Despite all of the faults: the limitations and controversies within psychoanalysis Freud's original genius has only grown and expanded in many other words throughout time. What he discovered was a technique of an inner flow of the mind: Free Association. He discovered that when a person practiced free associating, their minds eventually led to spontaneous memories, impulses and other un/subconscious material that they were not consciously aware of. He also discovered that there was a dynamic in the stoppage of this flow. Thus, the idea of ego-defenses was born.

This was no small achievement and set off a great proliferation of modern-western transformative methods, known as psychotherapy.
Although there are exceptions, the vast majority of meditative or spiritual approaches have an implicit assertion that a technique and series of practices must be put upon our experience in order to eventually experience a state that is other than what our current state is. Usually because we have this bad ego homunculus inside us that we must get rid of.
Psychotherapy takes an entirely novel route: that is that it works (at its best) to begin from wherever we are and whatever is presenting itself to be worked on and works with that so that we can take the next step in our process. There's no need to worry about some enlightened, sage like state because we only need to focus on our next experiential step, which is radically personal and cannot be predicted.
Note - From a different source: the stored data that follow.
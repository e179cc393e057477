use axum::{
    extract::{Request, State},
    middleware::Next,
    response::{IntoResponse, Response},
};
use shared_types::{AppError, RateLimitConfig};
use std::collections::HashMap;
use std::sync::{Arc, Mutex, MutexGuard};
use std::time::{Duration, Instant};

const ANONYMOUS_KEY: &str = "anonymous";
/// Client count above which idle entries are swept on the next check.
const PRUNE_THRESHOLD: usize = 10_000;

/// Sliding window rate limit state shared across requests.
#[derive(Clone)]
pub struct RateLimitState {
    inner: Arc<Mutex<RateLimitInner>>,
}

struct RateLimitInner {
    /// Map from client key -> list of request timestamps.
    requests: HashMap<String, Vec<Instant>>,
    max_requests: u32,
    window: Duration,
}

impl RateLimitState {
    /// Create rate limiter allowing `max_requests` per `window`.
    pub fn new(max_requests: u32, window: Duration) -> Self {
        Self {
            inner: Arc::new(Mutex::new(RateLimitInner {
                requests: HashMap::new(),
                max_requests,
                window,
            })),
        }
    }

    pub fn from_config(config: &RateLimitConfig) -> Self {
        Self::new(config.max_requests, Duration::from_secs(config.window_secs))
    }

    fn lock(&self) -> MutexGuard<'_, RateLimitInner> {
        // A panic while holding the lock leaves only timestamps behind.
        self.inner.lock().unwrap_or_else(|poisoned| poisoned.into_inner())
    }

    /// Record a request from `key`. Returns false once the window is full.
    pub fn check(&self, key: &str) -> bool {
        let mut inner = self.lock();
        let now = Instant::now();
        let window = inner.window;
        let max = inner.max_requests as usize;
        if inner.requests.len() > PRUNE_THRESHOLD {
            inner.prune(now);
        }

        let timestamps = inner.requests.entry(key.to_string()).or_default();
        timestamps.retain(|t| now.duration_since(*t) < window);

        if timestamps.len() >= max {
            return false;
        }
        timestamps.push(now);
        true
    }

    #[cfg(test)]
    fn tracked_clients(&self) -> usize {
        self.lock().requests.len()
    }
}

impl RateLimitInner {
    /// Drop clients with no request inside the window.
    fn prune(&mut self, now: Instant) {
        let window = self.window;
        self.requests
            .retain(|_, ts| ts.iter().any(|t| now.duration_since(*t) < window));
    }
}

/// First hop of `x-forwarded-for`, or a shared anonymous bucket.
pub fn client_key(headers: &axum::http::HeaderMap) -> String {
    headers
        .get("x-forwarded-for")
        .and_then(|v| v.to_str().ok())
        .and_then(|v| v.split(',').next())
        .map(str::trim)
        .filter(|v| !v.is_empty())
        .unwrap_or(ANONYMOUS_KEY)
        .to_string()
}

/// Axum middleware enforcing the per-client window.
pub async fn rate_limit_middleware(
    State(state): State<RateLimitState>,
    request: Request,
    next: Next,
) -> Response {
    let key = client_key(request.headers());
    if !state.check(&key) {
        tracing::warn!(client = %key, "rate limit exceeded");
        return AppError::rate_limited("تم تجاوز عدد الطلبات المسموح، يرجى المحاولة لاحقاً")
            .into_response();
    }
    next.run(request).await
}
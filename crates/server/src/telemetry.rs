use axum::{body::Body, extract::MatchedPath, http::Request, response::Response};
use opentelemetry::{
    global,
    trace::{SpanKind, TraceContextExt, Tracer},
    Context, KeyValue,
};
use opentelemetry_otlp::{WithExportConfig, WithTonicConfig};
use opentelemetry_sdk::trace::SdkTracerProvider;
use std::{
    future::Future,
    pin::Pin,
    task::{Context as TaskContext, Poll},
};
use tower::{Layer, Service};

use crate::auth::CurrentUser;

const APP_VERSION: &str = env!("CARGO_PKG_VERSION");
const TRACER_NAME: &str = "court-server";

/// Set up the OTLP trace exporter and register it globally.
///
/// Returns `Ok(None)` when `OTEL_EXPORTER_OTLP_ENDPOINT` is unset. The
/// caller keeps the provider and shuts it down on exit.
///
/// Reads:
///   - `OTEL_EXPORTER_OTLP_ENDPOINT`: collector gRPC address
///   - `OTEL_SERVICE_NAME`: service name tag (default `court-server`)
///   - `OTEL_INGESTION_KEY`: optional access token sent as gRPC metadata
///   - `DEPLOY_ENV`: deployment environment tag (default `development`)
pub fn init_telemetry() -> Result<Option<SdkTracerProvider>, String> {
    let Ok(endpoint) = std::env::var("OTEL_EXPORTER_OTLP_ENDPOINT") else {
        tracing::info!("OTEL_EXPORTER_OTLP_ENDPOINT not set, skipping OTLP export");
        return Ok(None);
    };

    let service_name =
        std::env::var("OTEL_SERVICE_NAME").unwrap_or_else(|_| TRACER_NAME.to_string());
    let environment = std::env::var("DEPLOY_ENV").unwrap_or_else(|_| "development".to_string());

    let mut builder = opentelemetry_otlp::SpanExporter::builder()
        .with_tonic()
        .with_endpoint(&endpoint);

    if endpoint.starts_with("https://") {
        builder = builder.with_tls_config(
            opentelemetry_otlp::tonic_types::transport::ClientTlsConfig::new().with_native_roots(),
        );
    }

    if let Some(key) = std::env::var("OTEL_INGESTION_KEY").ok().filter(|k| !k.is_empty()) {
        let mut metadata = opentelemetry_otlp::tonic_types::metadata::MetadataMap::new();
        let value = key
            .parse()
            .map_err(|e| format!("invalid OTEL_INGESTION_KEY: {e}"))?;
        metadata.insert("ingestion-key", value);
        builder = builder.with_metadata(metadata);
    }

    let exporter = builder
        .build()
        .map_err(|e| format!("failed to create OTLP exporter: {e}"))?;

    let resource = opentelemetry_sdk::Resource::builder()
        .with_service_name(service_name)
        .with_attribute(KeyValue::new("service.version", APP_VERSION))
        .with_attribute(KeyValue::new("deployment.environment", environment))
        .build();

    let provider = SdkTracerProvider::builder()
        .with_batch_exporter(exporter)
        .with_resource(resource)
        .build();

    global::set_tracer_provider(provider.clone());
    tracing::info!(endpoint = %endpoint, version = APP_VERSION, "OTLP trace export enabled");
    Ok(Some(provider))
}

/// Detect client platform from User-Agent and optional X-Client-Platform header.
///
/// An explicit `X-Client-Platform` header wins over the User-Agent heuristic.
fn detect_platform(ua: &str, explicit: Option<&str>) -> &'static str {
    if let Some(p) = explicit {
        return match p {
            "ios" => "ios",
            "android" => "android",
            "desktop" => "desktop",
            "mobile" => "mobile",
            "web" => "web",
            _ => "unknown",
        };
    }

    if ua == "unknown" || ua.is_empty() {
        return "native";
    }
    if ua.contains("iPhone") || ua.contains("iPad") || ua.contains("CFNetwork") {
        "ios"
    } else if ua.contains("Android") {
        "android"
    } else if ua.contains("Mozilla") || ua.contains("Chrome") || ua.contains("Safari") {
        "web"
    } else {
        "native"
    }
}

/// Tower layer that creates an OpenTelemetry span for each HTTP request.
///
/// Captures method, matched route, user agent, client platform, request
/// id, response status and the authenticated user when present. Must sit
/// inside the auth middleware so `CurrentUser` is already resolved.
#[derive(Clone)]
pub struct OtelTraceLayer;

impl<S> Layer<S> for OtelTraceLayer {
    type Service = OtelTraceService<S>;

    fn layer(&self, inner: S) -> Self::Service {
        OtelTraceService { inner }
    }
}

#[derive(Clone)]
pub struct OtelTraceService<S> {
    inner: S,
}

impl<S> Service<Request<Body>> for OtelTraceService<S>
where
    S: Service<Request<Body>, Response = Response> + Send + Clone + 'static,
    S::Future: Send + 'static,
{
    type Response = S::Response;
    type Error = S::Error;
    type Future = Pin<Box<dyn Future<Output = Result<Self::Response, Self::Error>> + Send>>;

    fn poll_ready(&mut self, cx: &mut TaskContext<'_>) -> Poll<Result<(), Self::Error>> {
        self.inner.poll_ready(cx)
    }

    fn call(&mut self, req: Request<Body>) -> Self::Future {
        let tracer = global::tracer(TRACER_NAME);
        let method = req.method().to_string();
        let path = req.uri().path().to_string();
        let route = req
            .extensions()
            .get::<MatchedPath>()
            .map(|m| m.as_str().to_string())
            .unwrap_or_else(|| path.clone());

        let user_agent = req
            .headers()
            .get("user-agent")
            .and_then(|v| v.to_str().ok())
            .unwrap_or("unknown")
            .to_string();
        let explicit_platform = req
            .headers()
            .get("x-client-platform")
            .and_then(|v| v.to_str().ok());
        let client_platform = detect_platform(&user_agent, explicit_platform);

        let request_id = req
            .headers()
            .get("x-request-id")
            .and_then(|v| v.to_str().ok())
            .unwrap_or("")
            .to_string();

        let auth_attrs: Vec<KeyValue> = match req.extensions().get::<CurrentUser>() {
            Some(user) => vec![
                KeyValue::new("user.id", user.id.to_string()),
                KeyValue::new("user.role", user.role.as_str()),
                KeyValue::new("auth.status", "authenticated"),
            ],
            None => vec![KeyValue::new("auth.status", "anonymous")],
        };

        let mut attributes = vec![
            KeyValue::new("http.method", method.clone()),
            KeyValue::new("http.target", path),
            KeyValue::new("http.route", route.clone()),
            KeyValue::new("http.user_agent", user_agent),
            KeyValue::new("client.platform", client_platform),
            KeyValue::new("http.request_id", request_id),
        ];
        attributes.extend(auth_attrs);

        let span = tracer
            .span_builder(format!("{method} {route}"))
            .with_kind(SpanKind::Server)
            .with_attributes(attributes)
            .start(&tracer);

        let cx = Context::current_with_span(span);
        let mut inner = self.inner.clone();

        let guard = cx.clone().attach();
        let future = inner.call(req);
        drop(guard);

        Box::pin(async move {
            let response = future.await?;

            let span = cx.span();
            let status = response.status();
            span.set_attribute(KeyValue::new("http.status_code", status.as_u16() as i64));

            if status.is_server_error() {
                span.set_status(opentelemetry::trace::Status::error(status.to_string()));
            } else if status.is_client_error() {
                span.set_attribute(KeyValue::new("error.type", "client_error"));
            }

            Ok(response)
        })
    }
}
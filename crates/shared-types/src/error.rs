use serde::{Deserialize, Serialize};
use std::collections::HashMap;
use std::fmt;

/// Categorization of application errors.
#[derive(Debug, Clone, Serialize, Deserialize, PartialEq)]
#[cfg_attr(feature = "openapi", derive(utoipa::ToSchema))]
pub enum AppErrorKind {
    NotFound,
    BadRequest,
    ValidationError,
    Conflict,
    DatabaseError,
    Unauthorized,
    Forbidden,
    Gone,
    RateLimited,
    InternalError,
}

impl fmt::Display for AppErrorKind {
    fn fmt(&self, f: &mut fmt::Formatter<'_>) -> fmt::Result {
        let name = match self {
            AppErrorKind::NotFound => "NotFound",
            AppErrorKind::BadRequest => "BadRequest",
            AppErrorKind::ValidationError => "ValidationError",
            AppErrorKind::Conflict => "Conflict",
            AppErrorKind::DatabaseError => "DatabaseError",
            AppErrorKind::Unauthorized => "Unauthorized",
            AppErrorKind::Forbidden => "Forbidden",
            AppErrorKind::Gone => "Gone",
            AppErrorKind::RateLimited => "RateLimited",
            AppErrorKind::InternalError => "InternalError",
        };
        f.write_str(name)
    }
}

/// Structured error returned by every API endpoint.
///
/// Messages are user-facing and written in Arabic; `kind` is the stable
/// machine-readable discriminator clients should branch on.
#[derive(Debug, Clone, Serialize, Deserialize, PartialEq)]
#[cfg_attr(feature = "openapi", derive(utoipa::ToSchema))]
pub struct AppError {
    pub kind: AppErrorKind,
    pub message: String,
    #[serde(default, skip_serializing_if = "HashMap::is_empty")]
    pub field_errors: HashMap<String, String>,
}

impl AppError {
    fn new(kind: AppErrorKind, message: impl Into<String>) -> Self {
        Self {
            kind,
            message: message.into(),
            field_errors: HashMap::new(),
        }
    }

    pub fn not_found(message: impl Into<String>) -> Self {
        Self::new(AppErrorKind::NotFound, message)
    }

    pub fn bad_request(message: impl Into<String>) -> Self {
        Self::new(AppErrorKind::BadRequest, message)
    }

    pub fn rate_limited(message: impl Into<String>) -> Self {
        Self::new(AppErrorKind::RateLimited, message)
    }

    pub fn validation(message: impl Into<String>, field_errors: HashMap<String, String>) -> Self {
        Self {
            kind: AppErrorKind::ValidationError,
            message: message.into(),
            field_errors,
        }
    }

    pub fn conflict(message: impl Into<String>) -> Self {
        Self::new(AppErrorKind::Conflict, message)
    }

    pub fn database(message: impl Into<String>) -> Self {
        Self::new(AppErrorKind::DatabaseError, message)
    }

    pub fn unauthorized(message: impl Into<String>) -> Self {
        Self::new(AppErrorKind::Unauthorized, message)
    }

    pub fn forbidden(message: impl Into<String>) -> Self {
        Self::new(AppErrorKind::Forbidden, message)
    }

    pub fn gone(message: impl Into<String>) -> Self {
        Self::new(AppErrorKind::Gone, message)
    }

    pub fn internal(message: impl Into<String>) -> Self {
        Self::new(AppErrorKind::InternalError, message)
    }

    /// Reject a value that is not one of the allowed enumeration members.
    pub fn invalid_choice(field: &str, value: &str, allowed: &[&str]) -> Self {
        let mut field_errors = HashMap::new();
        field_errors.insert(
            field.to_string(),
            format!("القيمة '{}' غير صالحة. القيم المسموحة: {}", value, allowed.join(", ")),
        );
        Self::validation("بيانات غير صالحة", field_errors)
    }

    #[cfg_attr(not(feature = "server"), allow(dead_code))]
    fn status_code_u16(&self) -> u16 {
        match self.kind {
            AppErrorKind::NotFound => 404,
            AppErrorKind::BadRequest => 400,
            AppErrorKind::ValidationError => 422,
            AppErrorKind::Conflict => 409,
            AppErrorKind::DatabaseError => 500,
            AppErrorKind::Unauthorized => 401,
            AppErrorKind::Forbidden => 403,
            AppErrorKind::Gone => 410,
            AppErrorKind::RateLimited => 429,
            AppErrorKind::InternalError => 500,
        }
    }
}

impl fmt::Display for AppError {
    fn fmt(&self, f: &mut fmt::Formatter<'_>) -> fmt::Result {
        write!(f, "{}: {}", self.kind, self.message)
    }
}

impl std::error::Error for AppError {}

#[cfg(feature = "validation")]
impl From<validator::ValidationErrors> for AppError {
    fn from(errors: validator::ValidationErrors) -> Self {
        let mut field_errors = HashMap::new();
        for (field, errs) in errors.field_errors() {
            if let Some(first) = errs.first() {
                let msg = first
                    .message
                    .as_ref()
                    .map(|m| m.to_string())
                    .unwrap_or_else(|| format!("قيمة غير صالحة للحقل {}", field));
                field_errors.insert(field.to_string(), msg);
            }
        }
        AppError::validation("بيانات غير صالحة", field_errors)
    }
}

#[cfg(feature = "server")]
impl axum::response::IntoResponse for AppError {
    fn into_response(self) -> axum::response::Response {
        let status = axum::http::StatusCode::from_u16(self.status_code_u16())
            .unwrap_or(axum::http::StatusCode::INTERNAL_SERVER_ERROR);
        (status, axum::Json(self)).into_response()
    }
}
use axum::http::StatusCode;
use pretty_assertions::assert_eq;
use serde_json::json;

use crate::common::{
    admin_token, case_body, create_case, create_court, create_user, get, get_anonymous,
    post_json, put_json, test_app,
};

fn court_body(name: &str) -> serde_json::Value {
    json!({
        "name": name,
        "name_en": "Riyadh Labor Court",
        "court_type": "labor_court",
        "level": 3,
        "jurisdiction": "labor",
        "city": "الرياض",
        "region": "الرياض",
    })
}

#[tokio::test]
async fn create_court_as_admin() {
    let app = test_app().await;
    let admin = admin_token(&app.pool).await;

    let (status, resp) =
        post_json(&app.router, "/api/courts", &court_body("المحكمة العمالية"), &admin).await;
    assert_eq!(status, StatusCode::CREATED);
    assert_eq!(resp["name"], "المحكمة العمالية");
    assert_eq!(resp["full_name"], "المحكمة العمالية - الرياض");
    assert_eq!(resp["status"], "active");
    assert_eq!(resp["settings"]["judgment_number_format"], "YYYY/####");
}

#[tokio::test]
async fn create_court_rejects_non_admin_and_bad_values() {
    let app = test_app().await;
    let admin = admin_token(&app.pool).await;
    let (_, judge) = create_user(&app.pool, "judge@court.gov.sa", "judge", None).await;

    let (status, _) = post_json(&app.router, "/api/courts", &court_body("م"), &judge).await;
    assert_eq!(status, StatusCode::FORBIDDEN);

    let mut bad = court_body("م");
    bad["court_type"] = json!("space_court");
    let (status, resp) = post_json(&app.router, "/api/courts", &bad, &admin).await;
    assert_eq!(status, StatusCode::UNPROCESSABLE_ENTITY);
    assert!(resp["field_errors"]["type"].is_string());

    let mut bad_level = court_body("م");
    bad_level["level"] = json!(9);
    let (status, _) = post_json(&app.router, "/api/courts", &bad_level, &admin).await;
    assert_eq!(status, StatusCode::UNPROCESSABLE_ENTITY);

    let mut orphan = court_body("م");
    orphan["parent_court_id"] = json!(uuid::Uuid::new_v4());
    let (status, resp) = post_json(&app.router, "/api/courts", &orphan, &admin).await;
    assert_eq!(status, StatusCode::NOT_FOUND);
    assert_eq!(resp["message"], "المحكمة الأم غير موجودة");
}

#[tokio::test]
async fn list_courts_requires_auth_and_filters() {
    let app = test_app().await;
    let (_, user) = create_user(&app.pool, "u@example.com", "user", None).await;
    create_court(&app.pool, "المحكمة العامة بالرياض").await;
    let closed = create_court(&app.pool, "محكمة مغلقة").await;
    sqlx::query("UPDATE courts SET status = 'inactive' WHERE id = $1")
        .bind(closed)
        .execute(&app.pool)
        .await
        .unwrap();

    let (status, _) = get_anonymous(&app.router, "/api/courts").await;
    assert_eq!(status, StatusCode::UNAUTHORIZED);

    let (status, resp) = get(&app.router, "/api/courts", &user).await;
    assert_eq!(status, StatusCode::OK);
    assert_eq!(resp["meta"]["total"], 1);
    assert_eq!(resp["meta"]["limit"], 20);

    let (_, resp) = get(&app.router, "/api/courts?status=inactive", &user).await;
    assert_eq!(resp["meta"]["total"], 1);
    assert_eq!(resp["data"][0]["name"], "محكمة مغلقة");
}

#[tokio::test]
async fn get_court_includes_sub_courts_and_statistics() {
    let app = test_app().await;
    let admin = admin_token(&app.pool).await;
    let parent = create_court(&app.pool, "محكمة الاستئناف").await;

    let mut child = court_body("المحكمة الفرعية");
    child["parent_court_id"] = json!(parent);
    let (status, _) = post_json(&app.router, "/api/courts", &child, &admin).await;
    assert_eq!(status, StatusCode::CREATED);
    create_case(&app, &admin, case_body(parent, "قضية في محكمة الاستئناف")).await;

    let (status, resp) = get(&app.router, &format!("/api/courts/{parent}"), &admin).await;
    assert_eq!(status, StatusCode::OK);
    assert_eq!(resp["id"], parent.to_string());
    assert_eq!(resp["sub_courts"].as_array().unwrap().len(), 1);
    assert_eq!(resp["statistics"]["total_cases"], 1);
    assert_eq!(resp["statistics"]["active_cases"], 1);

    let missing = format!("/api/courts/{}", uuid::Uuid::new_v4());
    let (status, _) = get(&app.router, &missing, &admin).await;
    assert_eq!(status, StatusCode::NOT_FOUND);
}

#[tokio::test]
async fn update_court_as_admin() {
    let app = test_app().await;
    let admin = admin_token(&app.pool).await;
    let court = create_court(&app.pool, "محكمة قديمة").await;
    let uri = format!("/api/courts/{court}");

    let (status, resp) =
        put_json(&app.router, &uri, &json!({"name": "محكمة جديدة", "level": 2}), &admin).await;
    assert_eq!(status, StatusCode::OK);
    assert_eq!(resp["name"], "محكمة جديدة");
    assert_eq!(resp["level"], 2);

    let (status, _) = put_json(&app.router, &uri, &json!({"level": 7}), &admin).await;
    assert_eq!(status, StatusCode::BAD_REQUEST);
}
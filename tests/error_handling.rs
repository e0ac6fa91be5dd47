//! Error handling and edge case tests.

use feature_state::{FeatureStateStore, StateError, TileFeatureState, Value};
use serde_json::json;

fn init_tracing() {
    let _ = tracing_subscriber::fmt().with_test_writer().try_init();
}

// --- Validation Errors ---

#[test]
fn test_non_object_update_is_ignored() {
    init_tracing();
    let mut store = FeatureStateStore::new();

    for input in [json!(true), json!(1), json!("hover"), json!([1, 2]), json!(null)] {
        store.update_state(Some("poi"), "1", &input);
    }

    assert!(store.get_state(Some("poi"), "1").is_empty());
    assert!(store.pending().is_empty());
}

#[test]
fn test_non_object_update_keeps_prior_state() {
    init_tracing();
    let mut store = FeatureStateStore::new();
    store.update_state(Some("poi"), "1", &json!({"hover": true}));
    store.coalesce_changes(std::iter::empty::<TileFeatureState>());
    store.update_state(Some("poi"), "1", &json!({"selected": true}));

    store.update_state(Some("poi"), "1", &json!(["hover", false]));

    let state = store.get_state(Some("poi"), "1");
    assert_eq!(state.len(), 2);
    assert_eq!(state["hover"], Value::Bool(true));
}

#[test]
fn test_try_update_reports_location() {
    let mut store = FeatureStateStore::new();
    let result = store.try_update_state(Some("poi"), "7", &json!(3));

    match result {
        Err(StateError::NotAnObject {
            source_layer,
            feature_id,
        }) => {
            assert_eq!(source_layer, "poi");
            assert_eq!(feature_id, "7");
        }
        other => panic!("Expected NotAnObject, got {:?}", other),
    }
}

#[test]
fn test_error_messages() {
    let err = StateError::NotAnObject {
        source_layer: String::new(),
        feature_id: "1".to_string(),
    };
    assert!(err.to_string().starts_with("Feature state must be an object"));

    let err: StateError = serde_json::from_str::<serde_json::Value>("{").unwrap_err().into();
    assert!(err.to_string().starts_with("Invalid JSON state"));
}

#[test]
fn test_malformed_json_leaves_store_untouched() {
    init_tracing();
    let mut store = FeatureStateStore::new();
    let result = store.update_state_json(None, "1", r#"{"hover": tru"#);

    assert!(matches!(result, Err(StateError::InvalidJson(_))));
    assert!(store.pending().is_empty());
}

// --- Missing Entries ---

#[test]
fn test_get_unknown_state() {
    let store = FeatureStateStore::new();
    assert!(store.get_state(Some("nope"), "1").is_empty());
    assert!(store.get_state(None, "1").is_empty());
}

#[test]
fn test_remove_unknown_state() {
    init_tracing();
    let mut store = FeatureStateStore::new();
    store.update_state(Some("poi"), "1", &json!({"hover": true}));

    store.remove_state(Some("nope"), None, None);
    store.remove_state(Some("poi"), Some("nope"), None);
    store.remove_state(Some("poi"), Some("1"), Some("nope"));
    assert_eq!(store.get_state(Some("poi"), "1")["hover"], Value::Bool(true));

    // A key with no feature widens to the whole layer.
    store.remove_state(Some("poi"), None, Some("nope"));
    assert!(store.get_state(Some("poi"), "1").is_empty());
}

// --- Conversion Skips ---

#[test]
fn test_deep_nesting_dropped_not_rejected() {
    init_tracing();
    let mut store = FeatureStateStore::new();
    let written = store
        .try_update_state(None, "1", &json!({"a": {"b": {"c": 1}}, "d": 2}))
        .unwrap();

    assert_eq!(written, 1);
    assert_eq!(store.get_state(None, "1")["d"], Value::UInt(2));
}

#[test]
fn test_array_of_only_containers_becomes_empty() {
    init_tracing();
    let mut store = FeatureStateStore::new();
    store.update_state(None, "1", &json!({"list": [[1], {"a": 1}]}));

    assert_eq!(store.get_state(None, "1")["list"], Value::Array(vec![]));
}
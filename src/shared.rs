//! A lock-guarded handle for sharing one store between threads.

use crate::error::Result;
use crate::state::Convertible;
use crate::store::{FeatureStateStore, StoreConfig};
use crate::tiles::FeatureStateConsumer;
use crate::types::{LayeredFeatureStates, PropertyMap};
use parking_lot::RwLock;
use std::sync::Arc;

/// Cloneable handle to a [`FeatureStateStore`] behind a read-write lock.
///
/// Updates, removals and coalescing take the write lock; reads and tile
/// seeding take the read lock. Every operation holds the lock only for its
/// own duration.
#[derive(Clone, Debug, Default)]
pub struct SharedFeatureStateStore {
    inner: Arc<RwLock<FeatureStateStore>>,
}

impl SharedFeatureStateStore {
    pub fn new(store: FeatureStateStore) -> Self {
        Self {
            inner: Arc::new(RwLock::new(store)),
        }
    }

    pub fn with_config(config: StoreConfig) -> Self {
        Self::new(FeatureStateStore::with_config(config))
    }

    pub fn update_state<C: Convertible>(
        &self,
        source_layer: Option<&str>,
        feature_id: &str,
        new_state: &C,
    ) {
        self.inner
            .write()
            .update_state(source_layer, feature_id, new_state);
    }

    pub fn try_update_state<C: Convertible>(
        &self,
        source_layer: Option<&str>,
        feature_id: &str,
        new_state: &C,
    ) -> Result<usize> {
        self.inner
            .write()
            .try_update_state(source_layer, feature_id, new_state)
    }

    pub fn update_state_json(
        &self,
        source_layer: Option<&str>,
        feature_id: &str,
        json: &str,
    ) -> Result<usize> {
        self.inner
            .write()
            .update_state_json(source_layer, feature_id, json)
    }

    pub fn get_state(&self, source_layer: Option<&str>, feature_id: &str) -> PropertyMap {
        self.inner.read().get_state(source_layer, feature_id)
    }

    pub fn has_pending_changes(&self) -> bool {
        self.inner.read().has_pending_changes()
    }

    /// Copy of the committed table.
    pub fn committed_snapshot(&self) -> LayeredFeatureStates {
        self.inner.read().committed().clone()
    }

    pub fn coalesce_changes<I, T>(&self, tiles: I)
    where
        I: IntoIterator<Item = T>,
        T: FeatureStateConsumer,
    {
        self.inner.write().coalesce_changes(tiles);
    }

    pub fn initialize_tile_state<T>(&self, tile: &mut T)
    where
        T: FeatureStateConsumer + ?Sized,
    {
        self.inner.read().initialize_tile_state(tile);
    }

    pub fn remove_state(
        &self,
        source_layer: Option<&str>,
        feature_id: Option<&str>,
        key: Option<&str>,
    ) {
        self.inner
            .write()
            .remove_state(source_layer, feature_id, key);
    }
}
It would be too much to elaborate on how Freud's original methods have been expanded upon, reacted to and innovated by greats such as Ferenczi, Perls, Rogers, and Gendlin. But I must say that Gendlin's method is a next step in this process, in that it integrates the mind and body in one whole. Although not mentioned by Focusing teachers, free association is implicit in this technique.

So, consider the difference here between making your experience other than what it is vs. deepening into what is there and making it more explicit and recognized.